How To Build a Network Part 4
Setting Up Your Software
When you turn on your computer for the first time after installing the NIC you may need to install the drivers for the NIC provided by the manufacturer. Follow the on-screen instructions to install these drivers and insert any media that is prompted for.
Both Windows and Mac OS should automatically attach the TCP/IP protocols necessary for using the hardware on your network. If your computer is not connecting to the Internet by the end of this tutorial, you will need to ensure these protocols are installed.
Instructions for installing TCP/IP on Windows 95, 98, or ME are available, as well as instructions for Windows 2000 or XP. For Mac users, instructions for setting up TCP/IP are available for those using Mac OS 9.x, or Mac OS X.
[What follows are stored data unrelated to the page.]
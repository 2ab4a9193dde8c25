// Copyright (c) 2025 Steve Wagner (ciroque@live.com)
// SPDX-License-Identifier: MIT

//! Scripted worker runners for handler tests. Not available in production
//! builds.

use std::sync::Mutex;

use async_trait::async_trait;
use tokio_util::sync::CancellationToken;

use crate::errors::{WorkerError, WorkerResult};
use crate::traits::WorkerRunner;
use crate::worker::WorkerPayload;

/// One scripted invocation outcome.
pub enum ScriptedOutcome {
    /// Raw JSON text the bridge would return.
    Ok(String),
    /// A nonzero-exit failure from the bridge.
    Fail { exit_code: i32, stderr: String },
}

/// A worker runner that replays scripted outcomes and records every call.
///
/// Outcomes are consumed in order; running past the script fails the test
/// unless the runner was built with [`ScriptedWorkerRunner::always`], which
/// repeats a single output indefinitely.
pub struct ScriptedWorkerRunner {
    outcomes: Mutex<Vec<ScriptedOutcome>>,
    repeat: Option<String>,
    calls: Mutex<Vec<(String, WorkerPayload)>>,
}

impl ScriptedWorkerRunner {
    pub fn new(outcomes: Vec<ScriptedOutcome>) -> Self {
        let mut outcomes = outcomes;
        // Stored reversed so each call can pop the next outcome off the end.
        outcomes.reverse();
        Self {
            outcomes: Mutex::new(outcomes),
            repeat: None,
            calls: Mutex::new(Vec::new()),
        }
    }

    /// A runner that answers every call with the same raw JSON text.
    pub fn always(output: &str) -> Self {
        Self {
            outcomes: Mutex::new(Vec::new()),
            repeat: Some(output.to_string()),
            calls: Mutex::new(Vec::new()),
        }
    }

    /// The recorded `(use_case_id, payload)` pairs, in call order.
    pub fn calls(&self) -> Vec<(String, WorkerPayload)> {
        self.calls.lock().unwrap().clone()
    }

    pub fn call_count(&self) -> usize {
        self.calls.lock().unwrap().len()
    }
}

#[async_trait]
impl WorkerRunner for ScriptedWorkerRunner {
    async fn run(
        &self,
        use_case_id: &str,
        payload: &WorkerPayload,
        _cancel: &CancellationToken,
    ) -> WorkerResult<String> {
        self.calls
            .lock()
            .unwrap()
            .push((use_case_id.to_string(), payload.clone()));

        let outcome = self.outcomes.lock().unwrap().pop();
        match outcome {
            Some(ScriptedOutcome::Ok(output)) => Ok(output),
            Some(ScriptedOutcome::Fail { exit_code, stderr }) => {
                Err(WorkerError::ExecutionFailed { exit_code, stderr })
            }
            None => match &self.repeat {
                Some(output) => Ok(output.clone()),
                None => panic!("worker runner called more times than scripted"),
            },
        }
    }
}
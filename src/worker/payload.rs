// Copyright (c) 2025 Steve Wagner (ciroque@live.com)
// SPDX-License-Identifier: MIT

//! Translation between request envelopes and the worker's minimal input
//! contract.
//!
//! The worker accepts exactly one JSON object on stdin: `{"text": string}`
//! plus an optional `"options"` object. Identifiers are deliberately
//! stripped; the worker is single-purpose per invocation and stateless.

use serde::{Deserialize, Serialize};
use serde_json::{Map, Value};

/// The minimal payload written to a worker's stdin.
#[derive(Debug, Clone, PartialEq, Serialize, Deserialize)]
pub struct WorkerPayload {
    pub text: String,
    #[serde(default, skip_serializing_if = "Option::is_none")]
    pub options: Option<Map<String, Value>>,
}

impl WorkerPayload {
    /// Builds a payload from a text and the envelope's options map.
    ///
    /// An empty options map is dropped entirely so the wire form carries no
    /// `options` key when the caller supplied none.
    pub fn new(text: impl Into<String>, options: &Map<String, Value>) -> Self {
        Self {
            text: text.into(),
            options: if options.is_empty() {
                None
            } else {
                Some(options.clone())
            },
        }
    }

    /// Extracts a payload from an already-serialized request envelope.
    ///
    /// The in-crate handlers build payloads with [`WorkerPayload::new`] from
    /// typed envelopes; this entry point serves embedders that hold the
    /// envelope only as a JSON document.
    /// Extraction never fails on shape mismatch; it degrades by
    /// stringification, trading precision for robustness at the process
    /// boundary:
    ///
    /// - `input` is a string: used verbatim,
    /// - `input` is an object with a string `text`: that string,
    /// - `input` is an object whose `text` is not a string: the field's raw
    ///   JSON form,
    /// - anything else: the whole `input` value stringified.
    ///
    /// `options` is kept only when present and a JSON object; any other
    /// shape is dropped, not an error.
    pub fn from_envelope_value(envelope: &Value) -> Self {
        let text = match envelope.get("input") {
            Some(Value::String(text)) => text.clone(),
            Some(input @ Value::Object(fields)) => match fields.get("text") {
                Some(Value::String(text)) => text.clone(),
                Some(other) => other.to_string(),
                None => input.to_string(),
            },
            Some(other) => other.to_string(),
            None => String::new(),
        };

        let options = match envelope.get("options") {
            Some(Value::Object(map)) => Some(map.clone()),
            _ => None,
        };

        Self { text, options }
    }

    /// Serializes to the wire form: `{"text":...}` alone when no options
    /// are present, else `{"text":...,"options":{...}}`. Options are
    /// forwarded as a JSON object, never re-encoded as a string.
    pub fn to_wire(&self) -> String {
        let mut object = Map::new();
        object.insert("text".to_string(), Value::String(self.text.clone()));
        if let Some(options) = &self.options {
            object.insert("options".to_string(), Value::Object(options.clone()));
        }
        Value::Object(object).to_string()
    }
}
// Copyright (c) 2025 Steve Wagner (ciroque@live.com)
// SPDX-License-Identifier: MIT

//! Working-directory discovery for the worker process.
//!
//! Deployment convenience only: when the config injects no explicit
//! `working_dir`, the bridge falls back to walking upward from the running
//! binary's directory until it finds the checkout root, recognized by the
//! presence of both the Python package directory and the service directory.

use std::path::{Path, PathBuf};

use crate::config::consts::WORKDIR_SEARCH_DEPTH;
use crate::errors::WorkerError;

/// Directory marking the worker's Python package root.
const SCRIPT_ROOT_MARKER: &str = "aiparser";
/// Directory marking the service root alongside the worker package.
const SERVICE_ROOT_MARKER: &str = "backend";

/// Resolves the worker root by a bounded upward walk.
///
/// Starts at the running executable's directory, then falls back to the
/// current directory (covers running the binary straight from a checkout).
/// Fails with [`WorkerError::EnvironmentNotFound`] rather than guessing.
pub fn discover_worker_root() -> Result<PathBuf, WorkerError> {
    let mut searched = Vec::new();

    if let Ok(exe) = std::env::current_exe() {
        if let Some(base) = exe.parent() {
            searched.push(base.display().to_string());
            if let Some(root) = search_upward(base, WORKDIR_SEARCH_DEPTH) {
                return Ok(root);
            }
        }
    }

    if let Ok(cwd) = std::env::current_dir() {
        searched.push(cwd.display().to_string());
        if is_worker_root(&cwd) {
            return Ok(cwd);
        }
    }

    Err(WorkerError::EnvironmentNotFound {
        searched: searched.join(", "),
    })
}

/// Walks up at most `max_levels` ancestors (inclusive of `start`) looking
/// for a worker root.
pub(crate) fn search_upward(start: &Path, max_levels: usize) -> Option<PathBuf> {
    let mut current = Some(start);
    for _ in 0..max_levels {
        let dir = current?;
        if is_worker_root(dir) {
            return Some(dir.to_path_buf());
        }
        current = dir.parent();
    }
    None
}

fn is_worker_root(dir: &Path) -> bool {
    dir.join(SCRIPT_ROOT_MARKER).is_dir() && dir.join(SERVICE_ROOT_MARKER).is_dir()
}

#[cfg(test)]
mod tests {
    use super::*;
    use std::fs;

    fn make_worker_root(root: &Path) {
        fs::create_dir_all(root.join(SCRIPT_ROOT_MARKER)).unwrap();
        fs::create_dir_all(root.join(SERVICE_ROOT_MARKER)).unwrap();
    }

    #[test]
    fn finds_root_from_nested_start() {
        let tmp = tempfile::tempdir().unwrap();
        make_worker_root(tmp.path());
        let nested = tmp.path().join("backend/bin/Debug");
        fs::create_dir_all(&nested).unwrap();

        let found = search_upward(&nested, WORKDIR_SEARCH_DEPTH).unwrap();
        assert_eq!(found, tmp.path());
    }

    #[test]
    fn finds_root_when_start_is_root() {
        let tmp = tempfile::tempdir().unwrap();
        make_worker_root(tmp.path());

        let found = search_upward(tmp.path(), WORKDIR_SEARCH_DEPTH).unwrap();
        assert_eq!(found, tmp.path());
    }

    #[test]
    fn requires_both_markers() {
        let tmp = tempfile::tempdir().unwrap();
        fs::create_dir_all(tmp.path().join(SCRIPT_ROOT_MARKER)).unwrap();

        assert!(search_upward(tmp.path(), WORKDIR_SEARCH_DEPTH).is_none());
    }

    #[test]
    fn walk_is_bounded() {
        let tmp = tempfile::tempdir().unwrap();
        make_worker_root(tmp.path());

        // Deeper than the bound allows: a/b/... 12 levels below the root.
        let mut deep = tmp.path().to_path_buf();
        for _ in 0..12 {
            deep = deep.join("a");
        }
        fs::create_dir_all(&deep).unwrap();

        assert!(search_upward(&deep, WORKDIR_SEARCH_DEPTH).is_none());
        assert!(search_upward(&deep, 20).is_some());
    }
}
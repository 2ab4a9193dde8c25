// Copyright (c) 2025 Steve Wagner (ciroque@live.com)
// SPDX-License-Identifier: MIT

/// Default interpreter used to launch the worker
pub const DEFAULT_WORKER_PROGRAM: &str = "python";
/// Default worker entrypoint module, invoked via `-m`
pub const DEFAULT_WORKER_MODULE: &str = "aiparser.entrypoints.find_codes_entrypoint";
/// Default wall-clock deadline for one worker invocation (10 minutes)
pub const DEFAULT_WORKER_TIMEOUT_SECS: u64 = 600;
/// Maximum ancestor levels examined while discovering the worker root
pub const WORKDIR_SEARCH_DEPTH: usize = 10;
/// Cap on the stdout prefix carried inside malformed-output diagnostics
pub const STDOUT_PREFIX_LIMIT: usize = 500;
// Copyright (c) 2025 Steve Wagner (ciroque@live.com)
// SPDX-License-Identifier: MIT

use thiserror::Error;

/// Errors that can occur while resolving a use-case identifier.
#[derive(Error, Debug, Clone, PartialEq, Eq)]
pub enum DispatchError {
    /// The identifier matched no registered handler and no default handler
    /// is registered.
    #[error("unknown use_case_id '{use_case_id}' and no default_text handler registered")]
    UnknownUseCase { use_case_id: String },
}
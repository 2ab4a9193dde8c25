// Copyright (c) 2025 Steve Wagner (ciroque@live.com)
// SPDX-License-Identifier: MIT

use async_trait::async_trait;
use tokio_util::sync::CancellationToken;

use crate::errors::WorkerError;
use crate::worker::WorkerPayload;

/// The seam between use-case handlers and the worker process bridge.
///
/// One call is one spawn-to-exit worker lifecycle servicing exactly one
/// payload; invocations are never pooled or reused. Handlers hold the
/// runner as `Arc<dyn WorkerRunner>` so tests can substitute a scripted
/// double for the real process bridge.
#[async_trait]
pub trait WorkerRunner: Send + Sync {
    /// Runs one worker invocation and returns its raw stdout.
    ///
    /// The returned string is guaranteed to be a single syntactically valid
    /// JSON value (whitespace-trimmed); its shape is opaque to the bridge
    /// and is parsed by the calling handler. `use_case_id` is carried for
    /// diagnostics only; the worker itself is single-purpose and stateless.
    async fn run(
        &self,
        use_case_id: &str,
        payload: &WorkerPayload,
        cancel: &CancellationToken,
    ) -> Result<String, WorkerError>;
}
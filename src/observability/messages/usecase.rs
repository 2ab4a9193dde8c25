// Copyright (c) 2025 Steve Wagner (ciroque@live.com)
// SPDX-License-Identifier: MIT

//! Message types for use-case handler lifecycle events.

use std::fmt::{Display, Formatter};
use std::time::Duration;

/// Use-case execution started.
///
/// # Log Level
/// `info!` - Important operational event
pub struct UseCaseStarted<'a> {
    pub use_case_id: &'a str,
}

impl Display for UseCaseStarted<'_> {
    fn fmt(&self, f: &mut Formatter) -> std::fmt::Result {
        write!(f, "Use case '{}' started", self.use_case_id)
    }
}

/// Use-case execution completed successfully.
///
/// # Log Level
/// `info!` - Important operational event
pub struct UseCaseCompleted<'a> {
    pub use_case_id: &'a str,
    pub duration: Duration,
}

impl Display for UseCaseCompleted<'_> {
    fn fmt(&self, f: &mut Formatter) -> std::fmt::Result {
        write!(
            f,
            "Use case '{}' completed: duration={:?}",
            self.use_case_id, self.duration
        )
    }
}

/// One batch item finished.
///
/// # Log Level
/// `debug!` - Per-item progress detail
pub struct BatchItemCompleted<'a> {
    pub use_case_id: &'a str,
    pub index: usize,
    pub total: usize,
}

impl Display for BatchItemCompleted<'_> {
    fn fmt(&self, f: &mut Formatter) -> std::fmt::Result {
        write!(
            f,
            "Use case '{}' batch item {}/{} completed",
            self.use_case_id,
            self.index + 1,
            self.total
        )
    }
}
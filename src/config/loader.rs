// Copyright (c) 2025 Steve Wagner (ciroque@live.com)
// SPDX-License-Identifier: MIT

use std::fs;
use std::path::{Path, PathBuf};
use std::time::Duration;

use serde::Deserialize;

use crate::config::consts::{
    DEFAULT_WORKER_MODULE, DEFAULT_WORKER_PROGRAM, DEFAULT_WORKER_TIMEOUT_SECS,
};
use crate::errors::ConfigError;
use crate::worker::WorkerConfig;

/// Main configuration structure for the service.
///
/// Typically loaded from a YAML configuration file; every field has a
/// default so the service also runs with no file at all.
///
/// # Example
/// ```yaml
/// worker:
///   program: python
///   module: aiparser.entrypoints.find_codes_entrypoint
///   timeout_seconds: 600
///   working_dir: /opt/parser
/// ```
#[derive(Debug, Deserialize, Default)]
pub struct Config {
    #[serde(default)]
    pub worker: WorkerSettings,
}

/// Worker bridge settings.
///
/// # Fields
/// * `program` - worker interpreter executable
/// * `module` - Python module invoked via `-m`
/// * `timeout_seconds` - wall-clock deadline per invocation
/// * `working_dir` - explicit worker root; when unset the bridge discovers
///   it by a bounded upward walk at startup
#[derive(Debug, Deserialize, Clone)]
pub struct WorkerSettings {
    #[serde(default = "default_program")]
    pub program: String,
    #[serde(default = "default_module")]
    pub module: String,
    #[serde(default = "default_timeout_seconds")]
    pub timeout_seconds: u64,
    #[serde(default)]
    pub working_dir: Option<PathBuf>,
}

impl Default for WorkerSettings {
    fn default() -> Self {
        Self {
            program: default_program(),
            module: default_module(),
            timeout_seconds: default_timeout_seconds(),
            working_dir: None,
        }
    }
}

impl WorkerSettings {
    /// Lowers settings into the bridge's [`WorkerConfig`].
    pub fn to_worker_config(&self) -> WorkerConfig {
        WorkerConfig {
            program: self.program.clone(),
            args: vec!["-m".to_string(), self.module.clone()],
            timeout: Duration::from_secs(self.timeout_seconds),
            working_dir: self.working_dir.clone(),
        }
    }
}

fn default_program() -> String {
    DEFAULT_WORKER_PROGRAM.to_string()
}

fn default_module() -> String {
    DEFAULT_WORKER_MODULE.to_string()
}

fn default_timeout_seconds() -> u64 {
    DEFAULT_WORKER_TIMEOUT_SECS
}

/// Load a config from a YAML file
pub fn load_config<P: AsRef<Path>>(path: P) -> Result<Config, ConfigError> {
    let content = fs::read_to_string(path)?;
    let cfg: Config = serde_yaml::from_str(&content)?;
    Ok(cfg)
}

/// Load and validate a config from a YAML file
pub fn load_and_validate_config<P: AsRef<Path>>(path: P) -> Result<Config, ConfigError> {
    let cfg = load_config(path)?;
    validate_config(&cfg)?;
    Ok(cfg)
}

/// Rejects configs with unusable worker settings.
pub fn validate_config(cfg: &Config) -> Result<(), ConfigError> {
    if cfg.worker.program.trim().is_empty() {
        return Err(ConfigError::Invalid {
            reason: "worker.program must not be empty".to_string(),
        });
    }
    if cfg.worker.module.trim().is_empty() {
        return Err(ConfigError::Invalid {
            reason: "worker.module must not be empty".to_string(),
        });
    }
    if cfg.worker.timeout_seconds == 0 {
        return Err(ConfigError::Invalid {
            reason: "worker.timeout_seconds must be at least 1".to_string(),
        });
    }
    Ok(())
}
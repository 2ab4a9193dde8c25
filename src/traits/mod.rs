// Copyright (c) 2025 Steve Wagner (ciroque@live.com)
// SPDX-License-Identifier: MIT

pub mod handler;
pub mod runner;

pub use handler::UseCaseHandler;
pub use runner::WorkerRunner;
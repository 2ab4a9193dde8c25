// Copyright (c) 2025 Steve Wagner (ciroque@live.com)
// SPDX-License-Identifier: MIT

use std::sync::Arc;

use crate::config::{Config, WorkerSettings};
use crate::dispatch::UseCaseRegistry;
use crate::errors::WorkerError;
use crate::traits::WorkerRunner;
use crate::usecases::{FindCodesBatchJsonUseCase, FindCodesCsvUseCase, FindCodesUseCase};
use crate::worker::ProcessWorkerRunner;

/// Builds the process-backed worker runner from settings.
pub fn build_runner(settings: &WorkerSettings) -> Result<Arc<dyn WorkerRunner>, WorkerError> {
    let runner = ProcessWorkerRunner::new(settings.to_worker_config())?;
    Ok(Arc::new(runner))
}

/// Registers every supported use case against the given runner.
pub fn build_registry(runner: Arc<dyn WorkerRunner>) -> UseCaseRegistry {
    let mut registry = UseCaseRegistry::new();
    registry.insert(Arc::new(FindCodesUseCase::new(runner.clone())));
    registry.insert(Arc::new(FindCodesBatchJsonUseCase::new(runner.clone())));
    registry.insert(Arc::new(FindCodesCsvUseCase::new(runner)));
    registry
}

/// Builds the full dispatch runtime from configuration.
pub fn build_runtime(cfg: &Config) -> Result<UseCaseRegistry, WorkerError> {
    let runner = build_runner(&cfg.worker)?;
    Ok(build_registry(runner))
}
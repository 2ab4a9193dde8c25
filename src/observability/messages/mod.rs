// Copyright (c) 2025 Steve Wagner (ciroque@live.com)
// SPDX-License-Identifier: MIT

pub mod usecase;
pub mod worker;
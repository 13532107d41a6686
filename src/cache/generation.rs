//! Installation, activation and purge of cache generations.

use chrono::Utc;
use futures::future::try_join_all;
use std::sync::Arc;
use tracing::{info, warn};
use url::Url;

use super::storage::CacheStore;
use super::types::{CacheEntry, CacheKey, GenerationState};
use crate::error::GenerationError;
use crate::net::{Fetcher, Request};

/// Owns the lifecycle of the generation this build ships.
pub struct GenerationManager {
  store: Arc<dyn CacheStore>,
  fetcher: Arc<dyn Fetcher>,
  tag: String,
  manifest: Vec<Url>,
  vary_headers: Vec<String>,
}

impl GenerationManager {
  pub fn new(
    store: Arc<dyn CacheStore>,
    fetcher: Arc<dyn Fetcher>,
    tag: impl Into<String>,
    manifest: Vec<Url>,
    vary_headers: Vec<String>,
  ) -> Self {
    Self {
      store,
      fetcher,
      tag: tag.into(),
      manifest,
      vary_headers,
    }
  }

  pub fn tag(&self) -> &str {
    &self.tag
  }

  /// Precache the whole manifest into this generation.
  ///
  /// Every asset is fetched before anything is written; a single failure
  /// aborts the install and leaves the live generation untouched.
  pub async fn install(&self) -> Result<usize, GenerationError> {
    info!(generation = %self.tag, assets = self.manifest.len(), "installing cache generation");

    let fetches = self.manifest.iter().map(|url| self.precache_one(url));
    let entries = match try_join_all(fetches).await {
      Ok(entries) => entries,
      Err(e) => {
        warn!(generation = %self.tag, error = %e, "install aborted");
        return Err(e);
      }
    };

    self.store.put_generation(&self.tag, &entries)?;
    info!(generation = %self.tag, "cache generation installed");
    Ok(entries.len())
  }

  async fn precache_one(&self, url: &Url) -> Result<CacheEntry, GenerationError> {
    let request = Request::get(url.clone());
    let response = self
      .fetcher
      .fetch(&request)
      .await
      .map_err(|e| GenerationError::Precache {
        url: url.to_string(),
        reason: e.to_string(),
      })?;

    if !response.is_success() {
      return Err(GenerationError::Precache {
        url: url.to_string(),
        reason: format!("status {}", response.status),
      });
    }

    Ok(CacheEntry {
      key: CacheKey::for_request(&request, &self.vary_headers),
      response,
      generation: self.tag.clone(),
      precached: true,
      stored_at: Utc::now(),
    })
  }

  /// Whether this generation is installed but not yet live.
  pub fn is_waiting(&self) -> Result<bool, GenerationError> {
    Ok(
      self
        .store
        .generations()?
        .iter()
        .any(|g| g.tag == self.tag && g.state == GenerationState::Waiting),
    )
  }

  /// Make this generation live and delete every other one.
  /// Returns the tags that were purged.
  pub fn activate(&self) -> Result<Vec<String>, GenerationError> {
    let installed = self.store.generations()?.iter().any(|g| g.tag == self.tag);
    if !installed {
      return Err(GenerationError::NothingToActivate);
    }
    Ok(self.store.activate(&self.tag)?)
  }
}

#[cfg(test)]
mod tests {
  use super::*;
  use crate::cache::storage::SqliteCacheStore;
  use crate::db::Database;
  use crate::error::DeliveryError;
  use crate::net::Response;
  use async_trait::async_trait;

  /// Serves every URL with its path as the body, except paths listed as broken.
  struct StaticSite {
    broken: Vec<&'static str>,
    version: &'static str,
  }

  #[async_trait]
  impl Fetcher for StaticSite {
    async fn fetch(&self, request: &Request) -> Result<Response, DeliveryError> {
      let path = request.url.path();
      if self.broken.contains(&path) {
        return Ok(Response::new(404, Vec::new()));
      }
      Ok(Response::new(200, format!("{}{}", self.version, path).into_bytes()))
    }
  }

  fn manifest() -> Vec<Url> {
    let base = Url::parse("https://collect.example.org").unwrap();
    ["/", "/collect", "/manifest.json"]
      .iter()
      .map(|p| base.join(p).unwrap())
      .collect()
  }

  fn manager(
    store: Arc<dyn CacheStore>,
    tag: &str,
    version: &'static str,
    broken: Vec<&'static str>,
  ) -> GenerationManager {
    GenerationManager::new(
      store,
      Arc::new(StaticSite { broken, version }),
      tag,
      manifest(),
      Vec::new(),
    )
  }

  fn root_key() -> CacheKey {
    CacheKey::for_request(
      &Request::get(Url::parse("https://collect.example.org/").unwrap()),
      &[],
    )
  }

  #[tokio::test]
  async fn test_install_then_activate() {
    let store: Arc<dyn CacheStore> =
      Arc::new(SqliteCacheStore::new(Arc::new(Database::open_in_memory().unwrap())));
    let v1 = manager(store.clone(), "v1", "one", vec![]);

    assert_eq!(v1.install().await.unwrap(), 3);
    assert!(v1.is_waiting().unwrap());
    assert_eq!(store.live_generation().unwrap(), None);

    v1.activate().unwrap();
    assert!(!v1.is_waiting().unwrap());
    let shell = store.get("v1", &root_key()).unwrap().unwrap();
    assert_eq!(shell.response.body, b"one/");
  }

  #[tokio::test]
  async fn test_failed_precache_keeps_previous_generation() {
    let store: Arc<dyn CacheStore> =
      Arc::new(SqliteCacheStore::new(Arc::new(Database::open_in_memory().unwrap())));
    let v1 = manager(store.clone(), "v1", "one", vec![]);
    v1.install().await.unwrap();
    v1.activate().unwrap();

    let v2 = manager(store.clone(), "v2", "two", vec!["/manifest.json"]);
    let err = v2.install().await.unwrap_err();
    assert!(matches!(err, GenerationError::Precache { .. }));
    assert!(matches!(v2.activate(), Err(GenerationError::NothingToActivate)));

    assert_eq!(store.live_generation().unwrap().as_deref(), Some("v1"));
    assert!(store.get("v2", &root_key()).unwrap().is_none());
    let shell = store.get("v1", &root_key()).unwrap().unwrap();
    assert_eq!(shell.response.body, b"one/");
  }

  #[tokio::test]
  async fn test_activation_purges_previous_generation() {
    let store: Arc<dyn CacheStore> =
      Arc::new(SqliteCacheStore::new(Arc::new(Database::open_in_memory().unwrap())));
    let v1 = manager(store.clone(), "v1", "one", vec![]);
    v1.install().await.unwrap();
    v1.activate().unwrap();

    let v2 = manager(store.clone(), "v2", "two", vec![]);
    v2.install().await.unwrap();
    assert_eq!(v2.activate().unwrap(), vec!["v1".to_string()]);

    assert!(store.get("v1", &root_key()).unwrap().is_none());
    assert_eq!(
      store.get("v2", &root_key()).unwrap().unwrap().response.body,
      b"two/"
    );
  }
}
Most home networks use Dynamic Host Configuration Protocol, or DHCP, to give out IP addresses to each computer on your network. In order for this to work, you will have to be sure that your networking protocols for each computer have DHCP enabled. Fortunately, this is the default setting on most operating systems' TCP/IP protocol. If you are not connected to the Internet by the end of this tutorial, be sure that DHCP is enabled on your network card.
If you want to be able to use your network to share printers or files, you will need to create a common workgroup name (PDF file). You will also need to install the proper file sharing (PDF file) and printer sharing (PDF file) protocols and set them up.